> **Problem**: Pick out each line of the records that includes the string "shape", and copy it.

--- Supplied entries ---

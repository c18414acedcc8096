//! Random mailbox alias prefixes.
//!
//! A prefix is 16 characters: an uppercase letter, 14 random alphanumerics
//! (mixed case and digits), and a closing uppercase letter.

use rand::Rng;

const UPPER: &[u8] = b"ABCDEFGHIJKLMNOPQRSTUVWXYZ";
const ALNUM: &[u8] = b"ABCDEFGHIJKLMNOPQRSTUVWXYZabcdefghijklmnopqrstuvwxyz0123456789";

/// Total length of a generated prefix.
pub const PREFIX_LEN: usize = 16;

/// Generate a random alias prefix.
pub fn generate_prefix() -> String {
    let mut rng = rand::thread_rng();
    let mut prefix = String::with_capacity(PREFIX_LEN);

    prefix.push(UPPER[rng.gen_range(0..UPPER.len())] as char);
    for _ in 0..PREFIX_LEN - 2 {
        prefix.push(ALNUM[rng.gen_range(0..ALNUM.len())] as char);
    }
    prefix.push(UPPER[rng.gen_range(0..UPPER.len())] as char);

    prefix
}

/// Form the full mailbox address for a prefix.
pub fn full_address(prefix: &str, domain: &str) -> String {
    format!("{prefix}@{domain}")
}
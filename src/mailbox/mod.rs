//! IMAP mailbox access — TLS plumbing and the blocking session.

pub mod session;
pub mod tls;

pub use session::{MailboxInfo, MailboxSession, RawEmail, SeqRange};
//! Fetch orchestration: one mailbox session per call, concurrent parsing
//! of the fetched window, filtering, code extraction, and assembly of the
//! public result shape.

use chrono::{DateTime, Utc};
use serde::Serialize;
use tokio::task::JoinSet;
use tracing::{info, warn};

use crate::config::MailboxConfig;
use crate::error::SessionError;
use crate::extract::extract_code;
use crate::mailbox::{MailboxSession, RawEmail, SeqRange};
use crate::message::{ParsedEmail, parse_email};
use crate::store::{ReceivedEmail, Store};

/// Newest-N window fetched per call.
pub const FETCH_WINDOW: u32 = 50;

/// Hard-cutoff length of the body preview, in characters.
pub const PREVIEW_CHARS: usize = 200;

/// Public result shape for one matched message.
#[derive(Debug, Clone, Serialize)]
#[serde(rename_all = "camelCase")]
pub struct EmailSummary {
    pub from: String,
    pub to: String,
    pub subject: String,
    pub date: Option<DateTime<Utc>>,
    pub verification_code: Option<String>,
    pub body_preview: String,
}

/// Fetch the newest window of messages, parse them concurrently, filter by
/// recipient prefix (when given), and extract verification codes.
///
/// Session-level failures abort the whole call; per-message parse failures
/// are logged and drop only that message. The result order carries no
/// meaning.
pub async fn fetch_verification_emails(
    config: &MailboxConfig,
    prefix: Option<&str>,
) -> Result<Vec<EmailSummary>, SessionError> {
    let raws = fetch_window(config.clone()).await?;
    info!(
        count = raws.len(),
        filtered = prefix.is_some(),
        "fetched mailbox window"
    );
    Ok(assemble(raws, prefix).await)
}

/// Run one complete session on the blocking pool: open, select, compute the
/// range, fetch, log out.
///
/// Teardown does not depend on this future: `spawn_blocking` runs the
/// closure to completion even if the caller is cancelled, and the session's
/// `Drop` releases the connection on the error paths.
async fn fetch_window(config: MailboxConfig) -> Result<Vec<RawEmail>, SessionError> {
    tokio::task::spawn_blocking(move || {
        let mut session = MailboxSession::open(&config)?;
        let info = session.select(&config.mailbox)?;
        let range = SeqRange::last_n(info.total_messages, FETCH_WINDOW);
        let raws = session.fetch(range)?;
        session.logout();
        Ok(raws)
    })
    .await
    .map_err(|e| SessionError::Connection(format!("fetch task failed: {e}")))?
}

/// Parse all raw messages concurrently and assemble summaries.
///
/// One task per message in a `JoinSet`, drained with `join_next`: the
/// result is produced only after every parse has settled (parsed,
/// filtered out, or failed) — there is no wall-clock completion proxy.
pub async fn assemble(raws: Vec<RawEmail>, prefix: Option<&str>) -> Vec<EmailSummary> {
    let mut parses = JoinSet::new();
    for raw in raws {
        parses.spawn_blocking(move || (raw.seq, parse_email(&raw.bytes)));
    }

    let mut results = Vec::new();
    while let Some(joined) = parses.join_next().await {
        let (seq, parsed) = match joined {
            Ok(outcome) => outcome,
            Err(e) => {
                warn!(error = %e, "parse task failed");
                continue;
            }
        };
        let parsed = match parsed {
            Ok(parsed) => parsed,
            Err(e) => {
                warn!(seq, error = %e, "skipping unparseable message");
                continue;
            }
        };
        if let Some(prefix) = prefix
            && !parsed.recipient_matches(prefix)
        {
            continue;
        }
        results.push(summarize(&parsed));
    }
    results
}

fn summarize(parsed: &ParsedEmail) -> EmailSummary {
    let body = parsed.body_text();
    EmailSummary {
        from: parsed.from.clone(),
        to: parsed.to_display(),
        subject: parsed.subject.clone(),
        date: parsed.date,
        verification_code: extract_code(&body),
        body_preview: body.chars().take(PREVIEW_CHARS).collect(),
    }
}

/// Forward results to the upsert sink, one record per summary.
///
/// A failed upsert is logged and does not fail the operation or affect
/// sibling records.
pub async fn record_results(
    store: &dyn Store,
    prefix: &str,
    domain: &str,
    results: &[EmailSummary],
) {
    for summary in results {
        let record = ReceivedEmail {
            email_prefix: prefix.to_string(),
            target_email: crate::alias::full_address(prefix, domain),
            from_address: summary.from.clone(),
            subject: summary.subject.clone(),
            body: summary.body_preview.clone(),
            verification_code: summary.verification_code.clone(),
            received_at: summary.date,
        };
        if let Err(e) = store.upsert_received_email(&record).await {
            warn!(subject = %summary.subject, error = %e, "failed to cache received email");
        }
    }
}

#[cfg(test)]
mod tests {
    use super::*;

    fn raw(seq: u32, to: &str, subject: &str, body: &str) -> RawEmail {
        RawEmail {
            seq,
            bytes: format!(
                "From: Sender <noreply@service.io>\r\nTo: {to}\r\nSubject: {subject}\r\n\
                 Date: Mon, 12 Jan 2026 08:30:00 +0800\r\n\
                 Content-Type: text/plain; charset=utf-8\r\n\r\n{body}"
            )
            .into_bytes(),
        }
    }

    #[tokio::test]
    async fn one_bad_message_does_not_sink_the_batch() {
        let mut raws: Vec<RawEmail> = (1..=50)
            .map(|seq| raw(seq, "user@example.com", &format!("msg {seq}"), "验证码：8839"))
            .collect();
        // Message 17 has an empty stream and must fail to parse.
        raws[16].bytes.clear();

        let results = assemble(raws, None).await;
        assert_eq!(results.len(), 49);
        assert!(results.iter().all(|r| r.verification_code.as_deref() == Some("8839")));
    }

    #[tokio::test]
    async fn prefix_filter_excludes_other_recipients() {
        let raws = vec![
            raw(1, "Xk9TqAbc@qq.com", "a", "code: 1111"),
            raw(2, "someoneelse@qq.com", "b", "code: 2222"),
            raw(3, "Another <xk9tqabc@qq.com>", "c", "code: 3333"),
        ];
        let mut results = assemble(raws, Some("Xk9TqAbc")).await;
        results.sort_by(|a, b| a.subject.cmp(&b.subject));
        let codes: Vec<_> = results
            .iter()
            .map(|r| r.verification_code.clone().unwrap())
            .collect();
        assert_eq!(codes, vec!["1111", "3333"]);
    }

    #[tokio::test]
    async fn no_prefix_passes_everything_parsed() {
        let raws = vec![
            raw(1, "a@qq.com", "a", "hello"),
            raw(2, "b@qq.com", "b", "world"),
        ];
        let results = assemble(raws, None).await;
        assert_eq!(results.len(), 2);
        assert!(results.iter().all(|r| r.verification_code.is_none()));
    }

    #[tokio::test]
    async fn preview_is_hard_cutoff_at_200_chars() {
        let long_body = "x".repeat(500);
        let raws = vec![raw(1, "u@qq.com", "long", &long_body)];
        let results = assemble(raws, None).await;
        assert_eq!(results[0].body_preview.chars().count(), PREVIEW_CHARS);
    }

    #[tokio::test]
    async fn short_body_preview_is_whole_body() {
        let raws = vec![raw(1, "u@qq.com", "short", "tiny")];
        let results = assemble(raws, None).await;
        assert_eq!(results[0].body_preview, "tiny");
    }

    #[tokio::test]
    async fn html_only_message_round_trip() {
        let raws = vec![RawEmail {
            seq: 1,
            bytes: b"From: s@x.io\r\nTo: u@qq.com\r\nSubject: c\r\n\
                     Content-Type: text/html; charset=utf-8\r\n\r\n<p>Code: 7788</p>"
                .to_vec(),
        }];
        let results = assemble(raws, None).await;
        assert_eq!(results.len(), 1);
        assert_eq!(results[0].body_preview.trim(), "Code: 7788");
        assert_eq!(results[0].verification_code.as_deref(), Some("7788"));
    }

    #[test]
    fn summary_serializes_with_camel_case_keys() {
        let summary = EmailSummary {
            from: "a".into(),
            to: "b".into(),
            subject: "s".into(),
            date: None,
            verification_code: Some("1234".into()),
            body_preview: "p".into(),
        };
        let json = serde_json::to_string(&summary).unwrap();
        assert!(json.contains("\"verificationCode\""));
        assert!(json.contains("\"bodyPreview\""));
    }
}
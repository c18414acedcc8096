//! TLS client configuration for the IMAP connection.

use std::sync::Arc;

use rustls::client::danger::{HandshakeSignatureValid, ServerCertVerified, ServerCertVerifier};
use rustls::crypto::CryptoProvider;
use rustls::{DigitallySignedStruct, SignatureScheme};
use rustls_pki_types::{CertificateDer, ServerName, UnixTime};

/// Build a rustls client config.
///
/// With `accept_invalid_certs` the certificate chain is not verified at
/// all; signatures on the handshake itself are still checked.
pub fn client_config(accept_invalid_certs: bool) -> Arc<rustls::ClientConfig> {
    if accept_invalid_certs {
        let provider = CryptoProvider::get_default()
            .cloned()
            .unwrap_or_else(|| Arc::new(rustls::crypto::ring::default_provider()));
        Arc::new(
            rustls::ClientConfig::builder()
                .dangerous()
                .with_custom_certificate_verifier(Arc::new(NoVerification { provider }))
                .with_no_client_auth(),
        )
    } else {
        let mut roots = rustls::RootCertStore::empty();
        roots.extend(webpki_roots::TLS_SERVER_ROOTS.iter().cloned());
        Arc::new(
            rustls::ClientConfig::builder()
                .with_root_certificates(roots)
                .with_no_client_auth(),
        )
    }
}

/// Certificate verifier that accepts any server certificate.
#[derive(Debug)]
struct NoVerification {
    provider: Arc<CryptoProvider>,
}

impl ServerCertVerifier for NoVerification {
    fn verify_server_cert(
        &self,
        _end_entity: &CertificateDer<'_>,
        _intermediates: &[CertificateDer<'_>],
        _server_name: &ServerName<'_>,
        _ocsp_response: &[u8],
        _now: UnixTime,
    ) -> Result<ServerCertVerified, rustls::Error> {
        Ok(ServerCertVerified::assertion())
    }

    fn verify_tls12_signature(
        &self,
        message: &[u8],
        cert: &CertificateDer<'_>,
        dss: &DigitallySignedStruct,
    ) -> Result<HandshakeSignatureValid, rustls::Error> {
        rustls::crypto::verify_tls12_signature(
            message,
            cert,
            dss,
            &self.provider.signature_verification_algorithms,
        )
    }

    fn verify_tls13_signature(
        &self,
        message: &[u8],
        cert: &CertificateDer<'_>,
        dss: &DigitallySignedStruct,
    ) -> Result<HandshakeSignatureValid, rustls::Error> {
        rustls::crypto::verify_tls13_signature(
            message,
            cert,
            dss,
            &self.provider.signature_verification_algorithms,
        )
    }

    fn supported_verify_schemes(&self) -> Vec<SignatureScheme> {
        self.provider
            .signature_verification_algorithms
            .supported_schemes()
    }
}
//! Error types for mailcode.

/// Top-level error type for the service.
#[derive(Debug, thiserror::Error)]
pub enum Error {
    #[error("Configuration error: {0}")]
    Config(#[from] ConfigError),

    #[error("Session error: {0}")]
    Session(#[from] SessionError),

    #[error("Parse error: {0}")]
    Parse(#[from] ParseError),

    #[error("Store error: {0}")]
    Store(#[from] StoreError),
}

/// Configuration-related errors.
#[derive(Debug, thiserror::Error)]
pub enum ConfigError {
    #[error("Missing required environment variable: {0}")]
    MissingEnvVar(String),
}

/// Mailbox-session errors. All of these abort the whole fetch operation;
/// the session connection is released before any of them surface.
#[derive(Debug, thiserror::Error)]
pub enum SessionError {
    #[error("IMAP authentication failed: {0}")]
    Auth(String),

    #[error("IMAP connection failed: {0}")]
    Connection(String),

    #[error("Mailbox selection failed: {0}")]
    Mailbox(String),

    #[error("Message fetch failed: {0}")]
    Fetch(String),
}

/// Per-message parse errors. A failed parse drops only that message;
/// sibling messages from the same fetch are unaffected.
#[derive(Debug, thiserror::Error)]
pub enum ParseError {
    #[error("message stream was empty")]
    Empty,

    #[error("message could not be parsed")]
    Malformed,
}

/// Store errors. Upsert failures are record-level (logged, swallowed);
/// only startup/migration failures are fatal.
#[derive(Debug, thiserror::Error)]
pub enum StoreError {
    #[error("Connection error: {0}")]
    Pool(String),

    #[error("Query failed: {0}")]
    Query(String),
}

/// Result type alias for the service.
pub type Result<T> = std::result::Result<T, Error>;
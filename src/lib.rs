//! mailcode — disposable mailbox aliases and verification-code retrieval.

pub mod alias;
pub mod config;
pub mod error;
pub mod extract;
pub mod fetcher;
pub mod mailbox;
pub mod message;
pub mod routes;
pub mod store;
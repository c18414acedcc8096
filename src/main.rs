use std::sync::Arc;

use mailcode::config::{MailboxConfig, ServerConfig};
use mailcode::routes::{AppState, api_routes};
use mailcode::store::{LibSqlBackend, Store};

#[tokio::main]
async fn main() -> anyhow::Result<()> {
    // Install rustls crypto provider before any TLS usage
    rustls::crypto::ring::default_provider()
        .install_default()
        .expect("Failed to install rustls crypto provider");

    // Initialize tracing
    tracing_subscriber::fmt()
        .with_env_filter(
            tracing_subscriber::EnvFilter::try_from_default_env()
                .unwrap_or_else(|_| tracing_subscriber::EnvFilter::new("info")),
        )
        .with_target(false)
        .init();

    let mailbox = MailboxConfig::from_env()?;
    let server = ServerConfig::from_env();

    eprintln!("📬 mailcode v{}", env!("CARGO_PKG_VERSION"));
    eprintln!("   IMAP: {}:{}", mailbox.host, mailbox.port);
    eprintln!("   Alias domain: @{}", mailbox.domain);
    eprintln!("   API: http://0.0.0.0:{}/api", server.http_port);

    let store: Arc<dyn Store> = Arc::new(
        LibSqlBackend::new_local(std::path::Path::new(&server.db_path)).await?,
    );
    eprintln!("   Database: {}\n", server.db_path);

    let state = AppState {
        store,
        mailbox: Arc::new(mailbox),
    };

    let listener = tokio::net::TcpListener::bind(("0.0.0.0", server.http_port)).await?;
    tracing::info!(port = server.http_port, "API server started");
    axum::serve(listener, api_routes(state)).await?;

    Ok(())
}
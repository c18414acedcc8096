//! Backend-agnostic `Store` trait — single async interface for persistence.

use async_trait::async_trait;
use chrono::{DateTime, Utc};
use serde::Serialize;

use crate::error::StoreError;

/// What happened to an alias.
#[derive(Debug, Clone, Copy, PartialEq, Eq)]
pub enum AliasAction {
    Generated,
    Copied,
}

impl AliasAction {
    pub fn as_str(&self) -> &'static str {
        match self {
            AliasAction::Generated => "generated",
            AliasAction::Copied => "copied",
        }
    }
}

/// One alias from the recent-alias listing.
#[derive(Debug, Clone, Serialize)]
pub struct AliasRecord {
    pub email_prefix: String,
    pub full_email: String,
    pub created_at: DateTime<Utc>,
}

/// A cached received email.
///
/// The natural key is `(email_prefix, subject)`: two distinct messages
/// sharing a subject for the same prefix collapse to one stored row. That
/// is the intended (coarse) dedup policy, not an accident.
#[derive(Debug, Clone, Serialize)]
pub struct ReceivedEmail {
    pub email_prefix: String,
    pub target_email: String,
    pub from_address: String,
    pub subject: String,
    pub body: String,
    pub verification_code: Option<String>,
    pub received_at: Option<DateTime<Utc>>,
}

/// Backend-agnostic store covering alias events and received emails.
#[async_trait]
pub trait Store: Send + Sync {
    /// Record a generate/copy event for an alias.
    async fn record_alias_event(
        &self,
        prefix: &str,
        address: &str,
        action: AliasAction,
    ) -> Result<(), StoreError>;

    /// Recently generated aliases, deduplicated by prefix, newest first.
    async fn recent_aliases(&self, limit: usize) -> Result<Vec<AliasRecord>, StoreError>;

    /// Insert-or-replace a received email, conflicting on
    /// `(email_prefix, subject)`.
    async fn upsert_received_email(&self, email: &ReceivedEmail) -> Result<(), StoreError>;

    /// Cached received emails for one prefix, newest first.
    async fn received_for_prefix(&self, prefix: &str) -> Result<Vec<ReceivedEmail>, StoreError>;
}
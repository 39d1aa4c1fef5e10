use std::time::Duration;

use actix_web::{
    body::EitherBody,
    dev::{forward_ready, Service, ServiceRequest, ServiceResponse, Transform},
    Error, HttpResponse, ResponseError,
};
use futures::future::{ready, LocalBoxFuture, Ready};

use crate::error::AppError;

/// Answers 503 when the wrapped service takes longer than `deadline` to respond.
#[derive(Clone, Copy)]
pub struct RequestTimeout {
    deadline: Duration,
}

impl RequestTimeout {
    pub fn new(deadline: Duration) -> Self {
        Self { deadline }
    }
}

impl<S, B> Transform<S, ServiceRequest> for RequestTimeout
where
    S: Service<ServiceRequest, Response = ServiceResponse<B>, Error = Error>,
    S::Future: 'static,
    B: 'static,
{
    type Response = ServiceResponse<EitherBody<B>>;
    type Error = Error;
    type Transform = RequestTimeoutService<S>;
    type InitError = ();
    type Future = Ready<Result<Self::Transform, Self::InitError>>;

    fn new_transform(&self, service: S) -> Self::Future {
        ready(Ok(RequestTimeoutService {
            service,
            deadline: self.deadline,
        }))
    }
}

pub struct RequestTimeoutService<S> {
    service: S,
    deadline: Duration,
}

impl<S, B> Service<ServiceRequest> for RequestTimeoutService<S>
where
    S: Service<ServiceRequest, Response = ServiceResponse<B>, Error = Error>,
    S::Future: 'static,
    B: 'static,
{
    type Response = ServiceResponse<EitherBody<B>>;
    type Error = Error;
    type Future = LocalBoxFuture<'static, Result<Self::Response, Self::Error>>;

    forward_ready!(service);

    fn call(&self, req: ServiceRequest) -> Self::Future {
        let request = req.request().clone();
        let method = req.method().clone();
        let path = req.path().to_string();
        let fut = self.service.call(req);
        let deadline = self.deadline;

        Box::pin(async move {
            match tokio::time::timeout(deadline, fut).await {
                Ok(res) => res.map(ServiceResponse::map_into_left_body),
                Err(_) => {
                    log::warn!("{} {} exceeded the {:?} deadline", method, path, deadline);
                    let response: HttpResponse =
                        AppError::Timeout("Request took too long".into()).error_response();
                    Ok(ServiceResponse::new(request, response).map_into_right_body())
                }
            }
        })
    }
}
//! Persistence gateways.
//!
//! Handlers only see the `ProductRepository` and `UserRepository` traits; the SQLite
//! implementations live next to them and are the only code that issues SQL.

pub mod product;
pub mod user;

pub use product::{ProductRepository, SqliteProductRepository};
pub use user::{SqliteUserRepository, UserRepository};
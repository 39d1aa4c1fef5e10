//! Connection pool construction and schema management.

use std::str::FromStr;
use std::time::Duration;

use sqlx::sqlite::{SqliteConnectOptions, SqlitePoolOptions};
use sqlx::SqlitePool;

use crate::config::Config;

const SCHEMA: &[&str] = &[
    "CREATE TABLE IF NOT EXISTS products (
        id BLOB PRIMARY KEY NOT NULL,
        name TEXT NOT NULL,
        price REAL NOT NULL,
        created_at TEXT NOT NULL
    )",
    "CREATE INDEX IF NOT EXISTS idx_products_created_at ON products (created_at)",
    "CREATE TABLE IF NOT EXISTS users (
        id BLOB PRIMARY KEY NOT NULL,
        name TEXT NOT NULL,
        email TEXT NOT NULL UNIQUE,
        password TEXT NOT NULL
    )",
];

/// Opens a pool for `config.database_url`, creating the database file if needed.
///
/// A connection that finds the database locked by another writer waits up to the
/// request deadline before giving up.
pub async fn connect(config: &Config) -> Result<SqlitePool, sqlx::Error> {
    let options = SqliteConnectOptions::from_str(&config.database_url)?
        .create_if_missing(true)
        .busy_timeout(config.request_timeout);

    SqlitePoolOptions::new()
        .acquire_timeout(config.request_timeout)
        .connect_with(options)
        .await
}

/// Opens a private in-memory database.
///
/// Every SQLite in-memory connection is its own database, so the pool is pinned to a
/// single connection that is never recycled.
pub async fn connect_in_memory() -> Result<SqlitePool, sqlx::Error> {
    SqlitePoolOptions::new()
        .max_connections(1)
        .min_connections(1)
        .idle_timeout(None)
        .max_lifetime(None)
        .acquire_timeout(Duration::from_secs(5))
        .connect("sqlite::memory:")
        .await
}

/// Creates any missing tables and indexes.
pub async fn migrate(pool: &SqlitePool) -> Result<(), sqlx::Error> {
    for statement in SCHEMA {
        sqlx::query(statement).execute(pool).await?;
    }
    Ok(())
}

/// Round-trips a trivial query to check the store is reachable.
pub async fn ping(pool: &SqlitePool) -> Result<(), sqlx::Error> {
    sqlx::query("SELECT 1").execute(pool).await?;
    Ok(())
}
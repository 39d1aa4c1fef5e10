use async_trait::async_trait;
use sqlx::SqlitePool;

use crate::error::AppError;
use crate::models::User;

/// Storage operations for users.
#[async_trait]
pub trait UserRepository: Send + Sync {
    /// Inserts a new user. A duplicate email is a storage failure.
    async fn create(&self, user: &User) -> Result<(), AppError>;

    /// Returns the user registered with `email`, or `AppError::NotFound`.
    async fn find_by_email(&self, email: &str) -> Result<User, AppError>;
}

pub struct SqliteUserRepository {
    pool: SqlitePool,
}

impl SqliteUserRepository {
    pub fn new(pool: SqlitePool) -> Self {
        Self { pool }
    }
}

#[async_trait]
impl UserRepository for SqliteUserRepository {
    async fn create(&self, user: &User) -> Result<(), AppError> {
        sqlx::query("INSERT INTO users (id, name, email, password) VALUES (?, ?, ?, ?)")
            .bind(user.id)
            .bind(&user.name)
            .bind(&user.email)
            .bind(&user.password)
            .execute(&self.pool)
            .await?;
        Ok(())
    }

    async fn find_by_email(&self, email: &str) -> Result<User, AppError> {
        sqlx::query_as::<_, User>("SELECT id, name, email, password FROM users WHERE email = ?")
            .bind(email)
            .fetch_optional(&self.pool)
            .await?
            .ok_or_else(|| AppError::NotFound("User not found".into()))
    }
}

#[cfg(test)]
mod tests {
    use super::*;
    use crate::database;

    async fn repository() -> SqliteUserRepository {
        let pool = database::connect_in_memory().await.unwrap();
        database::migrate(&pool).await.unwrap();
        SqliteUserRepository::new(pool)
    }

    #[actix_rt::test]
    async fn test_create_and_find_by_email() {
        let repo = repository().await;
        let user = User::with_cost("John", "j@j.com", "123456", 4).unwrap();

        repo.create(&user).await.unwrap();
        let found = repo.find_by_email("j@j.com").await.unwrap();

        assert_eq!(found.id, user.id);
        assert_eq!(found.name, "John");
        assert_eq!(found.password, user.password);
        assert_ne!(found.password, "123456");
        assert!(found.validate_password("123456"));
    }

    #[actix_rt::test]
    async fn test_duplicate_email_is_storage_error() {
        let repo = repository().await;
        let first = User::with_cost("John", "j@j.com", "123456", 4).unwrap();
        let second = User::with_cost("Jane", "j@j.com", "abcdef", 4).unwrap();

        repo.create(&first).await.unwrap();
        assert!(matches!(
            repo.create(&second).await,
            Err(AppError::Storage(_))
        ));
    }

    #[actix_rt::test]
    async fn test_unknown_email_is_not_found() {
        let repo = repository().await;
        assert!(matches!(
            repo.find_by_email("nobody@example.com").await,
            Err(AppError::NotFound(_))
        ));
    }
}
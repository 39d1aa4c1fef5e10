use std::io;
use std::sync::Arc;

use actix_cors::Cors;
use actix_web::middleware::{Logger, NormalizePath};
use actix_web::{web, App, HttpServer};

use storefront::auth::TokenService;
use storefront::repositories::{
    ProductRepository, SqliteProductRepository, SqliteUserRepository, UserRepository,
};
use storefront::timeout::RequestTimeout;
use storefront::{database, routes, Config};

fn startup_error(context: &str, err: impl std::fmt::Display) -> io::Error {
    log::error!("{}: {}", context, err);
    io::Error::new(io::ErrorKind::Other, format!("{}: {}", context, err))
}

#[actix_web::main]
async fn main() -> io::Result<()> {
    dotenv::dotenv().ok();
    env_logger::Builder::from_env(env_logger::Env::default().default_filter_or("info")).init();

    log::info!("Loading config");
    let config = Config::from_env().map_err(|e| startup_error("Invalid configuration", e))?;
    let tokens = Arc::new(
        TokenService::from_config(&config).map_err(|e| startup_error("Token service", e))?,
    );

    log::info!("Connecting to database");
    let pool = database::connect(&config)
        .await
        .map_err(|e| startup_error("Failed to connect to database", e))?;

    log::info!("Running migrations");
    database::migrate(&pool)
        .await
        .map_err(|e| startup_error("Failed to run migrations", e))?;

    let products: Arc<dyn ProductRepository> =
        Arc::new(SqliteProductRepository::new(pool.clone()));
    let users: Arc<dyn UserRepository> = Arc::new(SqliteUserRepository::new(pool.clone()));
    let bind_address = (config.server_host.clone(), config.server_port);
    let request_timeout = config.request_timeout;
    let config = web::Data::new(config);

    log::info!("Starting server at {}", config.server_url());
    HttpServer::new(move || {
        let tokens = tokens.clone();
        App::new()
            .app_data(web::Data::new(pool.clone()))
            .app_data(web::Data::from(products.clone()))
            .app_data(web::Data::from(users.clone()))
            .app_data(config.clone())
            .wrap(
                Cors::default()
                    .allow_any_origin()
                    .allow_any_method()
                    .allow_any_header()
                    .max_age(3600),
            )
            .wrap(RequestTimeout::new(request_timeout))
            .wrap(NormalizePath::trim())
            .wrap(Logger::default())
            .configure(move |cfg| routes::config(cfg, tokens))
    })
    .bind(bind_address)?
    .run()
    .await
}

---

> **Result of this exercise**:
//! public result shape.
/// Public result shape for one matched message.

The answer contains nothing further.